Start of SUPPLIED ENTRIES
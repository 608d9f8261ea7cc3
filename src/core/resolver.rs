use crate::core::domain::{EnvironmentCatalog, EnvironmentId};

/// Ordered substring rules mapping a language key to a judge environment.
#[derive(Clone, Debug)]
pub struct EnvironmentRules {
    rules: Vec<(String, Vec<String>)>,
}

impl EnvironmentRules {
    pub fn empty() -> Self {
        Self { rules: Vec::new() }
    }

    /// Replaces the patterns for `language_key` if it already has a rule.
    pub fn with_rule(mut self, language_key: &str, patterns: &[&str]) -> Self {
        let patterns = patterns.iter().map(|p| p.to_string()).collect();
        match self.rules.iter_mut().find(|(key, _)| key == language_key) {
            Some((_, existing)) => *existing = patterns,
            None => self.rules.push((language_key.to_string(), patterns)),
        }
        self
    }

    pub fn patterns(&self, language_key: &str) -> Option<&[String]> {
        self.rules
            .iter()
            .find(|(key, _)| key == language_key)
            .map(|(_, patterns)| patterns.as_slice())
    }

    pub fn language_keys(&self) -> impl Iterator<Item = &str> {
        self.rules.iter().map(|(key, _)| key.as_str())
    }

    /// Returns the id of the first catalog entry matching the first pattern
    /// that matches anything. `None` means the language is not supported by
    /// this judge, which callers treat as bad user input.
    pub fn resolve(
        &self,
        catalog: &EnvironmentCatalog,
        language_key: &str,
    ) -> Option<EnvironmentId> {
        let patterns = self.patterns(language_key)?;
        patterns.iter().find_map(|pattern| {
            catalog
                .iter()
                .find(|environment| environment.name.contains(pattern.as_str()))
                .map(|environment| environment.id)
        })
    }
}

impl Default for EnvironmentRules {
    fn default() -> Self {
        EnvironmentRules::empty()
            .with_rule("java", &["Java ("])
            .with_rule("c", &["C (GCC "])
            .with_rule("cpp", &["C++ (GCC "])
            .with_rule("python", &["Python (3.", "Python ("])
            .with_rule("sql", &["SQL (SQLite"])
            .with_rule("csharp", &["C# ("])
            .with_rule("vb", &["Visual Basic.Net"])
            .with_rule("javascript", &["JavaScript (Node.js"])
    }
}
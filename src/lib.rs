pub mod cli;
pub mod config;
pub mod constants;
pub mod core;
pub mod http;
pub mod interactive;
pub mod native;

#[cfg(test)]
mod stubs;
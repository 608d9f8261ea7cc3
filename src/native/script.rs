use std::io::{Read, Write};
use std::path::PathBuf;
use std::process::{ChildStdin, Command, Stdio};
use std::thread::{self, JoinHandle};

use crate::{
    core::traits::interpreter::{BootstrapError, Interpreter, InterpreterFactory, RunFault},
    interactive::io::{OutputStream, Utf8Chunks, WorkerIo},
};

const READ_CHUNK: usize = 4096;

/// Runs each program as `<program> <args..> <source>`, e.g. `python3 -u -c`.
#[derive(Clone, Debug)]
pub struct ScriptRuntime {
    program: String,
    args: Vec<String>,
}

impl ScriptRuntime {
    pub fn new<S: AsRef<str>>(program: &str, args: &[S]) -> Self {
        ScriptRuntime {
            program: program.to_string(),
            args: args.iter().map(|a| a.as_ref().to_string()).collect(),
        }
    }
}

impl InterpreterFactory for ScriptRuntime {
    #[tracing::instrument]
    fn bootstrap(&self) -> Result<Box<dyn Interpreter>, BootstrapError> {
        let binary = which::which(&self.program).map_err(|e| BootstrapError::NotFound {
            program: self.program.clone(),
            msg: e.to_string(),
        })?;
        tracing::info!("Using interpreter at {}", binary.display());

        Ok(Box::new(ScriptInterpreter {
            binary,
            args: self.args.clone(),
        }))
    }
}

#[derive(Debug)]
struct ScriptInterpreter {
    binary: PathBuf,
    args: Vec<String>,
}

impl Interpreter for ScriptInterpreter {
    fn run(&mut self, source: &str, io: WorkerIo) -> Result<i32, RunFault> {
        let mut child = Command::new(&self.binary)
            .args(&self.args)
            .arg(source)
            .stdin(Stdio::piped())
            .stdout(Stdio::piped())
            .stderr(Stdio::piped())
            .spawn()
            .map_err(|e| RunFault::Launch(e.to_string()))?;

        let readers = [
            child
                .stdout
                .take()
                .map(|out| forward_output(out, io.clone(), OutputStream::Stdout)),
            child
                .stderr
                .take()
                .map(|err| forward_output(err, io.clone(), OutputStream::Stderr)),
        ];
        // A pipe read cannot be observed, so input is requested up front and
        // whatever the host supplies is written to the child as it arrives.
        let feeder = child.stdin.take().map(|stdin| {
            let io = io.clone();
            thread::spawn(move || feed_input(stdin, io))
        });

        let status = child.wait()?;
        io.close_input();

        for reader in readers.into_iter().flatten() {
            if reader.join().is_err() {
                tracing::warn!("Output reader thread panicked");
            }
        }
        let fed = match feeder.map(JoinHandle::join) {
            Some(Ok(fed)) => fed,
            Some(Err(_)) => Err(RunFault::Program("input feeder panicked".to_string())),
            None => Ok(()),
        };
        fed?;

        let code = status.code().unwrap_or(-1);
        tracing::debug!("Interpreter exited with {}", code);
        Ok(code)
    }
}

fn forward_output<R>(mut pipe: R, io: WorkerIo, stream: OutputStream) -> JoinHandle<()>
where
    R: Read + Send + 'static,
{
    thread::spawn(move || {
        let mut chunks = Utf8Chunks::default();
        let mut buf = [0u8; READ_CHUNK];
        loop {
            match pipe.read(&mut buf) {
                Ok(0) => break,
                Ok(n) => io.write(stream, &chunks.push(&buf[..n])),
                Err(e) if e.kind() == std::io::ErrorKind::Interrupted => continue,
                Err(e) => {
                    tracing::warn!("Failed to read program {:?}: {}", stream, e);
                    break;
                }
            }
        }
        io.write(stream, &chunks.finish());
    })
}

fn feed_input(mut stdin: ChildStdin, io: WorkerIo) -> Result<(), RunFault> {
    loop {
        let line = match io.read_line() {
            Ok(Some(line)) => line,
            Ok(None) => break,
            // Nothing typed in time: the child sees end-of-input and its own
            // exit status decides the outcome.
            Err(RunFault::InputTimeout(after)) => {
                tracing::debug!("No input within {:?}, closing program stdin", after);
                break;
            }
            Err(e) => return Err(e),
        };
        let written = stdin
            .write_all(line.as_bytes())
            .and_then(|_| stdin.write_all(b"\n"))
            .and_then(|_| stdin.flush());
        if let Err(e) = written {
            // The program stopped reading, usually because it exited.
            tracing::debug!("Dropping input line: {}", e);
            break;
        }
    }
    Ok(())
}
End of SUPPLIED ENTRIES
Start of SUPPLIED ENTRIES
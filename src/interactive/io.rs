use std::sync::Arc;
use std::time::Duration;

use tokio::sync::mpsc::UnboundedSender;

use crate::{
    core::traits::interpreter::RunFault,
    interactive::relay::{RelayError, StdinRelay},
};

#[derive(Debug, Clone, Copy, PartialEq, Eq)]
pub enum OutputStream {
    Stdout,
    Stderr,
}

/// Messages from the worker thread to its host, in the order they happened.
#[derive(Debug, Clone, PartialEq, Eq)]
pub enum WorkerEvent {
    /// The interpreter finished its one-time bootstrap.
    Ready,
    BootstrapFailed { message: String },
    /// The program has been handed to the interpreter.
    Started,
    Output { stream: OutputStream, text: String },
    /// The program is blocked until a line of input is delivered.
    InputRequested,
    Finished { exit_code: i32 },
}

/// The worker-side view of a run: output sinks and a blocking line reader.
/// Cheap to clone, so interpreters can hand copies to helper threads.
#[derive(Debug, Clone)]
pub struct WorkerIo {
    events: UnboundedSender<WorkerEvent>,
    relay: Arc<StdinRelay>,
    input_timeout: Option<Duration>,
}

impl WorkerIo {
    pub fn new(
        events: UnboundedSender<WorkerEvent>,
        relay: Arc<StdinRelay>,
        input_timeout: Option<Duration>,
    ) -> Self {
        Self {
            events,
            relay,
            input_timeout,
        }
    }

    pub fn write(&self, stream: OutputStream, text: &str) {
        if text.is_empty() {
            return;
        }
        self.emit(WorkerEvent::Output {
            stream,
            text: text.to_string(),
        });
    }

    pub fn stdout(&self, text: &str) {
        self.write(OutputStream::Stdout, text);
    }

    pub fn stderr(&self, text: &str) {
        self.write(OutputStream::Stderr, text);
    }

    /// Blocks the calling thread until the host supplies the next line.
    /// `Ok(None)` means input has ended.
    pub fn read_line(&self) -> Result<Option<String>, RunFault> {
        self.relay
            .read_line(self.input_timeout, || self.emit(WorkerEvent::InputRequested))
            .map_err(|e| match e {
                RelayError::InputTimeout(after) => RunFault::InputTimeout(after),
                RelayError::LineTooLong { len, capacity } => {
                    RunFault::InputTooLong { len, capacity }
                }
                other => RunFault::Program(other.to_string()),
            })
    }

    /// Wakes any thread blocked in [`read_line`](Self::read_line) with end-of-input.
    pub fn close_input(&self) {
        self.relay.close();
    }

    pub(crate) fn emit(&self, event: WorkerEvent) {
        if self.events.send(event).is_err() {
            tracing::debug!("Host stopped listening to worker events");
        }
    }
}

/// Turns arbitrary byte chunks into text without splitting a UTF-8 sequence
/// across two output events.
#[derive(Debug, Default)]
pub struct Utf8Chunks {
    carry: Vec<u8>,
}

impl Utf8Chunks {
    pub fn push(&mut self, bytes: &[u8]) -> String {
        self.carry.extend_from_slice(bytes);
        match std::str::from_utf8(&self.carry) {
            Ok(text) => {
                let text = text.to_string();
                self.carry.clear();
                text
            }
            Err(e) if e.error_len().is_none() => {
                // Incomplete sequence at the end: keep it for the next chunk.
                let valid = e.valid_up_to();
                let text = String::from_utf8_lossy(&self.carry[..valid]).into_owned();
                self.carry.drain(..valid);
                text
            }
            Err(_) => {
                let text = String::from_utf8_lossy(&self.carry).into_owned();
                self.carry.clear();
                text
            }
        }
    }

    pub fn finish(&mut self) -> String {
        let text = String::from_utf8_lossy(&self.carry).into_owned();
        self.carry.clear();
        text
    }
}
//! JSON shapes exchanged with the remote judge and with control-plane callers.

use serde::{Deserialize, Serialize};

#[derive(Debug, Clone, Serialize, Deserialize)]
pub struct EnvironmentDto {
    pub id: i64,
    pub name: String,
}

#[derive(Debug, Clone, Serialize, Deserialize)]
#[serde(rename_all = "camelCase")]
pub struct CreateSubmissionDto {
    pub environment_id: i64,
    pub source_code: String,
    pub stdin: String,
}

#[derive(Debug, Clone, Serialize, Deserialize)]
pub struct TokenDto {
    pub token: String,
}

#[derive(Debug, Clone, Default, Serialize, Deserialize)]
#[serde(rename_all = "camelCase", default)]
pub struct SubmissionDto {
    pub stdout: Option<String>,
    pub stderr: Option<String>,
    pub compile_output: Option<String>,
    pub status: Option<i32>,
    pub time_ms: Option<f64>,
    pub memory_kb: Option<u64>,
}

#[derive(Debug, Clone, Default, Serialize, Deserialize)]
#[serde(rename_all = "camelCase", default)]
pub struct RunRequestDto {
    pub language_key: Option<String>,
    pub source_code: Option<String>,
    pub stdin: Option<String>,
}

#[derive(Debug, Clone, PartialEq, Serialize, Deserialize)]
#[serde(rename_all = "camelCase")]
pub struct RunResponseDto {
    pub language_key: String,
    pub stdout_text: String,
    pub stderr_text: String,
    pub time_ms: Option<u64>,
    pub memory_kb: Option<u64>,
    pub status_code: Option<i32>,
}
End of SUPPLIED ENTRIES
WHAT YOU WILL DO: Copy out every line of the data where the word "EnvironmentId" occurs.

REPLY:
use crate::core::domain::{EnvironmentCatalog, EnvironmentId};
    ) -> Option<EnvironmentId> {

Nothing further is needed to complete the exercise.